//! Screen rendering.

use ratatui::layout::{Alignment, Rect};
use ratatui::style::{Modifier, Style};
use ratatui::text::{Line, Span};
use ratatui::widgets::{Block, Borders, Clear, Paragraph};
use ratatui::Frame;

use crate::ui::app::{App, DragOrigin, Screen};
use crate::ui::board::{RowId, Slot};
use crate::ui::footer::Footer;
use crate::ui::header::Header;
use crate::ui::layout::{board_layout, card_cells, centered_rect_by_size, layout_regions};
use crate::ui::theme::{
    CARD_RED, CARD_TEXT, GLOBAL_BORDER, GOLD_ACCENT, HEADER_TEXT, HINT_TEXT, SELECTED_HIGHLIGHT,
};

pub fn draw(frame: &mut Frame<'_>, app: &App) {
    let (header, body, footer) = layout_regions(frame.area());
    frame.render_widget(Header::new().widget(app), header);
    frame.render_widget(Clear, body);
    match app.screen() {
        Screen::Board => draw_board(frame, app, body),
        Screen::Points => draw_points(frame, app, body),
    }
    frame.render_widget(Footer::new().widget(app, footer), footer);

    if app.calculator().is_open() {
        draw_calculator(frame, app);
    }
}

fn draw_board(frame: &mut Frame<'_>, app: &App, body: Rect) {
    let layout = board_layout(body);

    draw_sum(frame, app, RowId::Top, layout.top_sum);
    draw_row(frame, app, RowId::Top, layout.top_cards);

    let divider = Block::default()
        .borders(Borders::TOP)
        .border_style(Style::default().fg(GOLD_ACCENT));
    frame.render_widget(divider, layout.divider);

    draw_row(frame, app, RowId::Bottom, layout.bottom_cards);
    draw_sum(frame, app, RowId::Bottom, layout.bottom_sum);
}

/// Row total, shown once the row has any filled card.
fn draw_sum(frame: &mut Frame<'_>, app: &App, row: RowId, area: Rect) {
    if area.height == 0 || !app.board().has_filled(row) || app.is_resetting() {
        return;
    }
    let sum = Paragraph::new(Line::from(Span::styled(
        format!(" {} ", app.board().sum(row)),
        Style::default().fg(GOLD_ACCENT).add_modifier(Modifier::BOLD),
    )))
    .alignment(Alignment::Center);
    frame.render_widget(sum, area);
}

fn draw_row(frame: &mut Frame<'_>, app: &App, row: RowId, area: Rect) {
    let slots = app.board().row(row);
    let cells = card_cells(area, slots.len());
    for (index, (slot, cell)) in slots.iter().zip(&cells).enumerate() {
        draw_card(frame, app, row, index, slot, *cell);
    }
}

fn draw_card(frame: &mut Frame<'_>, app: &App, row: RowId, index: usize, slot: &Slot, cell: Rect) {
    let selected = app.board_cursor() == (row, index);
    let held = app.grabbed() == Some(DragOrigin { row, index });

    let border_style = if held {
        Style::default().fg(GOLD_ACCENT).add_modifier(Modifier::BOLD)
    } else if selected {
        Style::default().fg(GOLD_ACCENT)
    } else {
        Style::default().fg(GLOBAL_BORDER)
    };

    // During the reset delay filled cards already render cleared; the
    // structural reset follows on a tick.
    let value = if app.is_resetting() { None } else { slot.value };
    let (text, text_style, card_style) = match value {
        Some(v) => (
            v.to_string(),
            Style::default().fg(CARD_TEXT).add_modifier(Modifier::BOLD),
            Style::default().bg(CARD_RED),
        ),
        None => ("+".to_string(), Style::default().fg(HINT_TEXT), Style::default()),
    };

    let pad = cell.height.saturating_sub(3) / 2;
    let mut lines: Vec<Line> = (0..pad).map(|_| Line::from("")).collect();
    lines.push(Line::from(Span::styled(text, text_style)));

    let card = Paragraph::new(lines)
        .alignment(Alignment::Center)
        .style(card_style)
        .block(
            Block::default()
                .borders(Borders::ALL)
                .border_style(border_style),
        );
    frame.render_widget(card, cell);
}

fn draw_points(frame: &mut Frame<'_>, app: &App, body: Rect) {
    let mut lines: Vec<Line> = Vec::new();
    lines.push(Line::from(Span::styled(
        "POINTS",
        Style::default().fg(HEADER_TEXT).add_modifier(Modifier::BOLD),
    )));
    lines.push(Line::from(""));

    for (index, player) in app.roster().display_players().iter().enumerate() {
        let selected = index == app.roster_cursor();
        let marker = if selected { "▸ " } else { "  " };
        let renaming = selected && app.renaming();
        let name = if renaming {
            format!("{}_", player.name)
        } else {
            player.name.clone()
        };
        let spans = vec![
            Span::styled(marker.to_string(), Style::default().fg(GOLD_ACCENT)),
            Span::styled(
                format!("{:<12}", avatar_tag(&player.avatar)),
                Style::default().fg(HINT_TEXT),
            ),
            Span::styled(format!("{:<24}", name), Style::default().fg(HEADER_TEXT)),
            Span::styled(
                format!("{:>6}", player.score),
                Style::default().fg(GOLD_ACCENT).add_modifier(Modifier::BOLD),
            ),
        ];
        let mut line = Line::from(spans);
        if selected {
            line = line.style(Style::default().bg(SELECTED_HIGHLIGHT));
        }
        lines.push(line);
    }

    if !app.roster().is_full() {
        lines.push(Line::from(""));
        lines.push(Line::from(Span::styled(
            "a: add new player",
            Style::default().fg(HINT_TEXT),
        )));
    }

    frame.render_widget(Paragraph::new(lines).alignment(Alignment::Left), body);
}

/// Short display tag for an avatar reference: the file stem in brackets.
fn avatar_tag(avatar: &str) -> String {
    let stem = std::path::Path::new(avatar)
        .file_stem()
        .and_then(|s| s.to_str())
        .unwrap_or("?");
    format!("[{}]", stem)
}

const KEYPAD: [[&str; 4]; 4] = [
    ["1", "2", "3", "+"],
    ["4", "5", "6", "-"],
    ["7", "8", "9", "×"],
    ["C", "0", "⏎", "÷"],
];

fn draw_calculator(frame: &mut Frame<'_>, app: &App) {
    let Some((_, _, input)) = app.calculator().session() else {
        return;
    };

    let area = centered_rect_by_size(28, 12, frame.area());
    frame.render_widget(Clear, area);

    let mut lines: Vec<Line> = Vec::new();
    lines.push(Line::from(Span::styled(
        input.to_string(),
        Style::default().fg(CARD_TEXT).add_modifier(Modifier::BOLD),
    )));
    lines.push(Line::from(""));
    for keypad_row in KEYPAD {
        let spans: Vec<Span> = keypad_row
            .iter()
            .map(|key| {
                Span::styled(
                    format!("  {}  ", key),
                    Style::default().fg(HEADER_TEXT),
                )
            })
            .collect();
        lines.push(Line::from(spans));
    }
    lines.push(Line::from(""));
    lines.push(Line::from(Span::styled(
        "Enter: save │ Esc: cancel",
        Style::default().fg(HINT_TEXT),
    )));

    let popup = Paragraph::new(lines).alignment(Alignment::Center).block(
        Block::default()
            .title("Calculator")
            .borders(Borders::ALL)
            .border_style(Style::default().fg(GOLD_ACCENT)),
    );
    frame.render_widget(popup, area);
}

□ □ □

## [What is required]
Please transcribe all of the entries precisely.

## [Output below]
//! Screen rendering.

use ratatui::layout::{Alignment, Rect};
use ratatui::style::{Modifier, Style};
use ratatui::text::{Line, Span};
use ratatui::widgets::{Block, Borders, Clear, Paragraph};
use ratatui::Frame;

use crate::ui::app::{App, DragOrigin, Screen};
use crate::ui::board::{RowId, Slot};
use crate::ui::footer::Footer;
use crate::ui::header::Header;
use crate::ui::layout::{board_layout, card_cells, centered_rect_by_size, layout_regions};
use crate::ui::theme::{
    CARD_RED, CARD_TEXT, GLOBAL_BORDER, GOLD_ACCENT, HEADER_TEXT, HINT_TEXT, SELECTED_HIGHLIGHT,
};

pub fn draw(frame: &mut Frame<'_>, app: &App) {
    let (header, body, footer) = layout_regions(frame.area());
    frame.render_widget(Header::new().widget(app), header);
    frame.render_widget(Clear, body);
    match app.screen() {
        Screen::Board => draw_board(frame, app, body),
        Screen::Points => draw_points(frame, app, body),
    }
    frame.render_widget(Footer::new().widget(app, footer), footer);

    if app.calculator().is_open() {
        draw_calculator(frame, app);
    }
}

fn draw_board(frame: &mut Frame<'_>, app: &App, body: Rect) {
    let layout = board_layout(body);

    draw_sum(frame, app, RowId::Top, layout.top_sum);
    draw_row(frame, app, RowId::Top, layout.top_cards);

    let divider = Block::default()
        .borders(Borders::TOP)
        .border_style(Style::default().fg(GOLD_ACCENT));
    frame.render_widget(divider, layout.divider);

    draw_row(frame, app, RowId::Bottom, layout.bottom_cards);
    draw_sum(frame, app, RowId::Bottom, layout.bottom_sum);
}

/// Row total, shown once the row has any filled card.
fn draw_sum(frame: &mut Frame<'_>, app: &App, row: RowId, area: Rect) {
    if area.height == 0 || !app.board().has_filled(row) || app.is_resetting() {
        return;
    }
    let sum = Paragraph::new(Line::from(Span::styled(
        format!(" {} ", app.board().sum(row)),
        Style::default().fg(GOLD_ACCENT).add_modifier(Modifier::BOLD),
    )))
    .alignment(Alignment::Center);
    frame.render_widget(sum, area);
}

fn draw_row(frame: &mut Frame<'_>, app: &App, row: RowId, area: Rect) {
    let slots = app.board().row(row);
    let cells = card_cells(area, slots.len());
    for (index, (slot, cell)) in slots.iter().zip(&cells).enumerate() {
        draw_card(frame, app, row, index, slot, *cell);
    }
}

fn draw_card(frame: &mut Frame<'_>, app: &App, row: RowId, index: usize, slot: &Slot, cell: Rect) {
    let selected = app.board_cursor() == (row, index);
    let held = app.grabbed() == Some(DragOrigin { row, index });

    let border_style = if held {
        Style::default().fg(GOLD_ACCENT).add_modifier(Modifier::BOLD)
    } else if selected {
        Style::default().fg(GOLD_ACCENT)
    } else {
        Style::default().fg(GLOBAL_BORDER)
    };

    // During the reset delay filled cards already render cleared; the
    // structural reset follows on a tick.
    let value = if app.is_resetting() { None } else { slot.value };
    let (text, text_style, card_style) = match value {
        Some(v) => (
            v.to_string(),
            Style::default().fg(CARD_TEXT).add_modifier(Modifier::BOLD),
            Style::default().bg(CARD_RED),
        ),
        None => ("+".to_string(), Style::default().fg(HINT_TEXT), Style::default()),
    };

    let pad = cell.height.saturating_sub(3) / 2;
    let mut lines: Vec<Line> = (0..pad).map(|_| Line::from("")).collect();
    lines.push(Line::from(Span::styled(text, text_style)));

    let card = Paragraph::new(lines)
        .alignment(Alignment::Center)
        .style(card_style)
        .block(
            Block::default()
                .borders(Borders::ALL)
                .border_style(border_style),
        );
    frame.render_widget(card, cell);
}

fn draw_points(frame: &mut Frame<'_>, app: &App, body: Rect) {
    let mut lines: Vec<Line> = Vec::new();
    lines.push(Line::from(Span::styled(
        "POINTS",
        Style::default().fg(HEADER_TEXT).add_modifier(Modifier::BOLD),
    )));
    lines.push(Line::from(""));

    for (index, player) in app.roster().display_players().iter().enumerate() {
        let selected = index == app.roster_cursor();
        let marker = if selected { "▸ " } else { "  " };
        let renaming = selected && app.renaming();
        let name = if renaming {
            format!("{}_", player.name)
        } else {
            player.name.clone()
        };
        let spans = vec![
            Span::styled(marker.to_string(), Style::default().fg(GOLD_ACCENT)),
            Span::styled(
                format!("{:<12}", avatar_tag(&player.avatar)),
                Style::default().fg(HINT_TEXT),
            ),
            Span::styled(format!("{:<24}", name), Style::default().fg(HEADER_TEXT)),
            Span::styled(
                format!("{:>6}", player.score),
                Style::default().fg(GOLD_ACCENT).add_modifier(Modifier::BOLD),
            ),
        ];
        let mut line = Line::from(spans);
        if selected {
            line = line.style(Style::default().bg(SELECTED_HIGHLIGHT));
        }
        lines.push(line);
    }

    if !app.roster().is_full() {
        lines.push(Line::from(""));
        lines.push(Line::from(Span::styled(
            "a: add new player",
            Style::default().fg(HINT_TEXT),
        )));
    }

    frame.render_widget(Paragraph::new(lines).alignment(Alignment::Left), body);
}

/// Short display tag for an avatar reference: the file stem in brackets.
fn avatar_tag(avatar: &str) -> String {
    let stem = std::path::Path::new(avatar)
        .file_stem()
        .and_then(|s| s.to_str())
        .unwrap_or("?");
    format!("[{}]", stem)
}

const KEYPAD: [[&str; 4]; 4] = [
    ["1", "2", "3", "+"],
    ["4", "5", "6", "-"],
    ["7", "8", "9", "×"],
    ["C", "0", "⏎", "÷"],
];

fn draw_calculator(frame: &mut Frame<'_>, app: &App) {
    let Some((_, _, input)) = app.calculator().session() else {
        return;
    };

    let area = centered_rect_by_size(28, 12, frame.area());
    frame.render_widget(Clear, area);

    let mut lines: Vec<Line> = Vec::new();
    lines.push(Line::from(Span::styled(
        input.to_string(),
        Style::default().fg(CARD_TEXT).add_modifier(Modifier::BOLD),
    )));
    lines.push(Line::from(""));
    for keypad_row in KEYPAD {
        let spans: Vec<Span> = keypad_row
            .iter()
            .map(|key| {
                Span::styled(
                    format!("  {}  ", key),
                    Style::default().fg(HEADER_TEXT),
                )
            })
            .collect();
        lines.push(Line::from(spans));
    }
    lines.push(Line::from(""));
    lines.push(Line::from(Span::styled(
        "Enter: save │ Esc: cancel",
        Style::default().fg(HINT_TEXT),
    )));

    let popup = Paragraph::new(lines).alignment(Alignment::Center).block(
        Block::default()
            .title("Calculator")
            .borders(Borders::ALL)
            .border_style(Style::default().fg(GOLD_ACCENT)),
    );
    frame.render_widget(popup, area);
}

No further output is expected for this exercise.